%%

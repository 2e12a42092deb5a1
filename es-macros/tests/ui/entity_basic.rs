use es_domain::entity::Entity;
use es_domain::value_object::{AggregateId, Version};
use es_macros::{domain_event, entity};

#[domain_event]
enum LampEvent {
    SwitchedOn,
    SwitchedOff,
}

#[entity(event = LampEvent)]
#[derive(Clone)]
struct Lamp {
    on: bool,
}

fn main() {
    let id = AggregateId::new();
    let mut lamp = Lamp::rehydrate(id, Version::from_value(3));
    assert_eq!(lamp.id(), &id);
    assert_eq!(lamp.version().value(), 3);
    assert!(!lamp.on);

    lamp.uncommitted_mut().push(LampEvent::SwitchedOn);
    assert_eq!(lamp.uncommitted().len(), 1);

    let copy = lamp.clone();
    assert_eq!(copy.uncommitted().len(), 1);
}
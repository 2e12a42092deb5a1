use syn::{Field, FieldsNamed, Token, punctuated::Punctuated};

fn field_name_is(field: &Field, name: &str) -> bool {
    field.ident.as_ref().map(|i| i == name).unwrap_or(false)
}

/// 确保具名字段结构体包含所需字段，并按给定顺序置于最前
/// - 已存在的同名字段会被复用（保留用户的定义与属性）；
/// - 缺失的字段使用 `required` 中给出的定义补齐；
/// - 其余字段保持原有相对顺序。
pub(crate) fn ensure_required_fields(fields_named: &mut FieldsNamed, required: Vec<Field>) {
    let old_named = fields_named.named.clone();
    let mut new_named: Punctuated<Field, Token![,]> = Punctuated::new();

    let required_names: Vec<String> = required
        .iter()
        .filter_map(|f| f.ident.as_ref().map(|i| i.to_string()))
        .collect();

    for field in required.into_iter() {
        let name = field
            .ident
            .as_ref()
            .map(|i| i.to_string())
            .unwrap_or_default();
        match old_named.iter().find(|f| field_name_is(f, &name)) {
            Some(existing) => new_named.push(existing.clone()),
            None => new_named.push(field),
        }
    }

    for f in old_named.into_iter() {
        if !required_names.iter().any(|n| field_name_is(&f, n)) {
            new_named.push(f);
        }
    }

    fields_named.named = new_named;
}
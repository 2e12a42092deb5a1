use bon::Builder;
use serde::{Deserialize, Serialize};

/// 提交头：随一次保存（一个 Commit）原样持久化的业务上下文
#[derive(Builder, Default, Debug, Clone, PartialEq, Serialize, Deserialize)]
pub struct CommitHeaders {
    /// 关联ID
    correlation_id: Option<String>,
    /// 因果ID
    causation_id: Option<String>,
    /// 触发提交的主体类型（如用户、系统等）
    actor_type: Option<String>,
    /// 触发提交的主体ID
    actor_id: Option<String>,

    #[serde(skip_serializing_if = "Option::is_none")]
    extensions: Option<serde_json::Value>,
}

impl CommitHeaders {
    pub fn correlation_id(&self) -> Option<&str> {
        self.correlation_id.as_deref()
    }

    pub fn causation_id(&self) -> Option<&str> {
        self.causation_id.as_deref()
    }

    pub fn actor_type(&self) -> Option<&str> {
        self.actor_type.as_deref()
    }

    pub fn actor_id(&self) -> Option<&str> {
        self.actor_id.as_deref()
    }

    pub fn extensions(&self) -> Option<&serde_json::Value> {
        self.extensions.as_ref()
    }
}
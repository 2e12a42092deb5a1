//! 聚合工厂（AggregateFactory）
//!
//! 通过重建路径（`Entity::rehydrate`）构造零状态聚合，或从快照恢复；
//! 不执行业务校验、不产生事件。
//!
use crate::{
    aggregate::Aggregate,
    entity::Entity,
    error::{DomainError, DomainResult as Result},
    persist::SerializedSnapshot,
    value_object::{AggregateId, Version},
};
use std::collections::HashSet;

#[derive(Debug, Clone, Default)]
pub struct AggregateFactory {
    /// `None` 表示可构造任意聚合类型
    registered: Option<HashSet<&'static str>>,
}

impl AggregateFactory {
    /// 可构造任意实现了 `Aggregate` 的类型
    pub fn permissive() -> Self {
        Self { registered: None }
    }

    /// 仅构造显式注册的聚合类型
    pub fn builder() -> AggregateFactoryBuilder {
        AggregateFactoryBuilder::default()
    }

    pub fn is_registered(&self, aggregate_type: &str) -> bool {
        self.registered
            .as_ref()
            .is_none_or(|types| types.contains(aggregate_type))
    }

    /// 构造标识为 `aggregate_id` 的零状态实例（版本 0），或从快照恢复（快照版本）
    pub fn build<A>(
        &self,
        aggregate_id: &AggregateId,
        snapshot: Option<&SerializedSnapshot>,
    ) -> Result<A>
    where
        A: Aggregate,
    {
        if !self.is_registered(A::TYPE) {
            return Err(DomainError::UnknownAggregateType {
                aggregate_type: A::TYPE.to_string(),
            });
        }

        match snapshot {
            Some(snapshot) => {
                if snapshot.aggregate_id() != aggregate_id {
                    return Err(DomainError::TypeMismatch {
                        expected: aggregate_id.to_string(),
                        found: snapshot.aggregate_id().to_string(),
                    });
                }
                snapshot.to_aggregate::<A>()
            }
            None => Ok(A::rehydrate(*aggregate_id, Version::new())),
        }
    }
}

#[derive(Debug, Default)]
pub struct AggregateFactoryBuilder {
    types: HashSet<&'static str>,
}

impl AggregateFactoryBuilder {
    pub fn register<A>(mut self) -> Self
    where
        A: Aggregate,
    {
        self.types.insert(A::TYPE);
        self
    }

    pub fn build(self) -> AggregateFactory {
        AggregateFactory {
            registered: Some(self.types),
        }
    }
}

%%

The task:
Verbatim reproduction of the entries is required.

Answer space:
repository 2e12a42092deb5a1
filename es-macros/tests/ui/entity_basic.rs
use es_domain::entity::Entity;
use es_domain::value_object::{AggregateId, Version};
use es_macros::{domain_event, entity};

#[domain_event]
enum LampEvent {
    SwitchedOn,
    SwitchedOff,
}

#[entity(event = LampEvent)]
#[derive(Clone)]
struct Lamp {
    on: bool,
}

fn main() {
    let id = AggregateId::new();
    let mut lamp = Lamp::rehydrate(id, Version::from_value(3));
    assert_eq!(lamp.id(), &id);
    assert_eq!(lamp.version().value(), 3);
    assert!(!lamp.on);

    lamp.uncommitted_mut().push(LampEvent::SwitchedOn);
    assert_eq!(lamp.uncommitted().len(), 1);

    let copy = lamp.clone();
    assert_eq!(copy.uncommitted().len(), 1);
}
repository 2e12a42092deb5a1
use syn::{Field, FieldsNamed, Token, punctuated::Punctuated};

fn field_name_is(field: &Field, name: &str) -> bool {
    field.ident.as_ref().map(|i| i == name).unwrap_or(false)
}

/// 确保具名字段结构体包含所需字段，并按给定顺序置于最前
/// - 已存在的同名字段会被复用（保留用户的定义与属性）；
/// - 缺失的字段使用 `required` 中给出的定义补齐；
/// - 其余字段保持原有相对顺序。
pub(crate) fn ensure_required_fields(fields_named: &mut FieldsNamed, required: Vec<Field>) {
    let old_named = fields_named.named.clone();
    let mut new_named: Punctuated<Field, Token![,]> = Punctuated::new();

    let required_names: Vec<String> = required
        .iter()
        .filter_map(|f| f.ident.as_ref().map(|i| i.to_string()))
        .collect();

    for field in required.into_iter() {
        let name = field
            .ident
            .as_ref()
            .map(|i| i.to_string())
            .unwrap_or_default();
        match old_named.iter().find(|f| field_name_is(f, &name)) {
            Some(existing) => new_named.push(existing.clone()),
            None => new_named.push(field),
        }
    }

    for f in old_named.into_iter() {
        if !required_names.iter().any(|n| field_name_is(&f, n)) {
            new_named.push(f);
        }
    }

    fields_named.named = new_named;
}
repository 2e12a42092deb5a1
use bon::Builder;
use serde::{Deserialize, Serialize};

/// 提交头：随一次保存（一个 Commit）原样持久化的业务上下文
#[derive(Builder, Default, Debug, Clone, PartialEq, Serialize, Deserialize)]
pub struct CommitHeaders {
    /// 关联ID
    correlation_id: Option<String>,
    /// 因果ID
    causation_id: Option<String>,
    /// 触发提交的主体类型（如用户、系统等）
    actor_type: Option<String>,
    /// 触发提交的主体ID
    actor_id: Option<String>,

    #[serde(skip_serializing_if = "Option::is_none")]
    extensions: Option<serde_json::Value>,
}

impl CommitHeaders {
    pub fn correlation_id(&self) -> Option<&str> {
        self.correlation_id.as_deref()
    }

    pub fn causation_id(&self) -> Option<&str> {
        self.causation_id.as_deref()
    }

    pub fn actor_type(&self) -> Option<&str> {
        self.actor_type.as_deref()
    }

    pub fn actor_id(&self) -> Option<&str> {
        self.actor_id.as_deref()
    }

    pub fn extensions(&self) -> Option<&serde_json::Value> {
        self.extensions.as_ref()
    }
}
repository 2e12a42092deb5a1
//! 聚合工厂（AggregateFactory）
//!
//! 通过重建路径（`Entity::rehydrate`）构造零状态聚合，或从快照恢复；
//! 不执行业务校验、不产生事件。
//!
use crate::{
    aggregate::Aggregate,
    entity::Entity,
    error::{DomainError, DomainResult as Result},
    persist::SerializedSnapshot,
    value_object::{AggregateId, Version},
};
use std::collections::HashSet;

#[derive(Debug, Clone, Default)]
pub struct AggregateFactory {
    /// `None` 表示可构造任意聚合类型
    registered: Option<HashSet<&'static str>>,
}

impl AggregateFactory {
    /// 可构造任意实现了 `Aggregate` 的类型
    pub fn permissive() -> Self {
        Self { registered: None }
    }

    /// 仅构造显式注册的聚合类型
    pub fn builder() -> AggregateFactoryBuilder {
        AggregateFactoryBuilder::default()
    }

    pub fn is_registered(&self, aggregate_type: &str) -> bool {
        self.registered
            .as_ref()
            .is_none_or(|types| types.contains(aggregate_type))
    }

    /// 构造标识为 `aggregate_id` 的零状态实例（版本 0），或从快照恢复（快照版本）
    pub fn build<A>(
        &self,
        aggregate_id: &AggregateId,
        snapshot: Option<&SerializedSnapshot>,
    ) -> Result<A>
    where
        A: Aggregate,
    {
        if !self.is_registered(A::TYPE) {
            return Err(DomainError::UnknownAggregateType {
                aggregate_type: A::TYPE.to_string(),
            });
        }

        match snapshot {
            Some(snapshot) => {
                if snapshot.aggregate_id() != aggregate_id {
                    return Err(DomainError::TypeMismatch {
                        expected: aggregate_id.to_string(),
                        found: snapshot.aggregate_id().to_string(),
                    });
                }
                snapshot.to_aggregate::<A>()
            }
            None => Ok(A::rehydrate(*aggregate_id, Version::new())),
        }
    }
}

#[derive(Debug, Default)]
pub struct AggregateFactoryBuilder {
    types: HashSet<&'static str>,
}

impl AggregateFactoryBuilder {
    pub fn register<A>(mut self) -> Self
    where
        A: Aggregate,
    {
        self.types.insert(A::TYPE);
        self
    }

    pub fn build(self) -> AggregateFactory {
        AggregateFactory {
            registered: Some(self.types),
        }
    }
}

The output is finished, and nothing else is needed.